印刷とは、文字通りに解釈すれば、印、つまりハンコを使って刷ることです。今では、版にインキをつけ、紙などの媒体に文字や写真などの同じ情報を、大量に写しとる複製技術と言えます。さらに、現代では二次元の媒体に限らず、車体など三次元の曲面に直接印刷する技術も多数開発され、印刷がカバーする範囲は極めて広くなっています。
【歴史】 2世紀ごろ中国で紙が発明され、7世紀ごろには木版印刷が行なわれていたといわれています。また11世紀には陶器による活字を使った印刷が行なわれていました。金属活字による印刷は13〜14世紀の朝鮮(高麗)にあらわれています。現存する印刷物で、製作年代がはっきりと判明している世界最古のものとして、日本の百万塔陀羅尼があります。
ヨーロッパでは、1450年頃のヨハン・グーテンベルクによる金属活字を用いた活版印刷技術の発明で、印刷が急速に広まりました。当時の印刷物は、聖書をはじめとする宗教書が半数近くを占めており、活版印刷による聖書の普及は、マルティン・ルターらによる宗教改革につながりました。
その後、欧米においては長らく活版による文字、凹版による絵画、挿絵の印刷が行われました。1798年にドイツのセネフェルダーが石版印刷(リトグラフ)を発明。これが平版印刷の始めとなり、現在主流となっている平版オフセット印刷は、1904年にアメリカのルーベルが発明したといわれています。
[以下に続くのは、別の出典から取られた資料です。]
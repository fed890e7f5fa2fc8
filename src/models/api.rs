use garde::Validate;
use serde::{Deserialize, Serialize};

use super::job::JobRecord;

/// Request to launch OCR jobs over the configured bucket.
#[derive(Debug, Default, Deserialize, Validate)]
pub struct LaunchBatchRequest {
    /// Only objects under this key prefix are considered.
    #[garde(length(max = 1024))]
    #[serde(default)]
    pub prefix: Option<String>,
}

/// Response after launching a batch.
#[derive(Debug, Serialize)]
pub struct LaunchBatchResponse {
    pub started: Vec<JobRecord>,
    pub skipped: Vec<String>,
    pub failed: Vec<FailedLaunch>,
}

#[derive(Debug, Serialize)]
pub struct FailedLaunch {
    pub object_key: String,
    pub error: String,
}

/// Response after accepting a completion notification payload.
#[derive(Debug, Serialize)]
pub struct NotificationAccepted {
    pub queued: usize,
    pub job_ids: Vec<String>,
}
【凸版】版の凹凸を利用する印刷法の一つで、非画線部を凹、画線部を凸にして凸部にインクをつけ、紙に転写する方式です。
活版印刷(活字や写真凸版・線画凸版、罫線などを組み合わせて版とする)はこの版式です。版が鉛製で取り扱いにくいこと、オフセット印刷の発達などにより、活版印刷は廃れました。現在主に行われている凸版印刷は、樹脂凸版印刷およびフレキソ印刷です。樹脂凸版印刷とは、活版の代わりに感光性樹脂を刷版に用いるもので、シール、ラベル印刷などで使用されています。フレキソ印刷は、ゴムや感光性樹脂の版を用い、段ボールライナー、包装フィルムなどの印刷に使用されている。
【平版】平らな版の上に、化学的な処理により、親油性の画線部と親水性の非画線部を作成し、インキを画線部に乗せて、紙に転写する方式。一般的にはオフセット印刷と同義で理解されているが、オフセットとはインキが版からゴム版に一度転写されることを指すのであり、本来、平版印刷と言うのが正しい。石版印刷(リトグラフ、リソグラフィ)も平版の一種。
【凹版】版の凹凸を利用する印刷法の一つで、非画線部である凸部のインクを掻き取り凹部に付いたインクを紙に転写する方式。グラビア印刷がその代表である。グラビア版は、ほかの印刷方法が錯覚を利用して濃淡を表現しているのに対し、凹部分の深さの違いによるインクの量の増減による濃淡の変化が可能であり写真などの再現性に優れ、多用されたことから、写真ページのことをグラビアページと呼ぶようになった。刷版は電子彫刻された銅製のシリンダーを用いるため耐久性があり、大量の印刷に向いています。
【孔版】版(油紙など)に微細な孔を多数開け、圧力によってそこを通過したインクを紙などに転写する方式。手軽な設備で実現できます。身近な代表例は理想科学工業のプリントゴッコやリソグラフ(製品名)。複製絵画に使用されるシルクスクリーンや、謄写版(ガリ版)も孔版の一種です。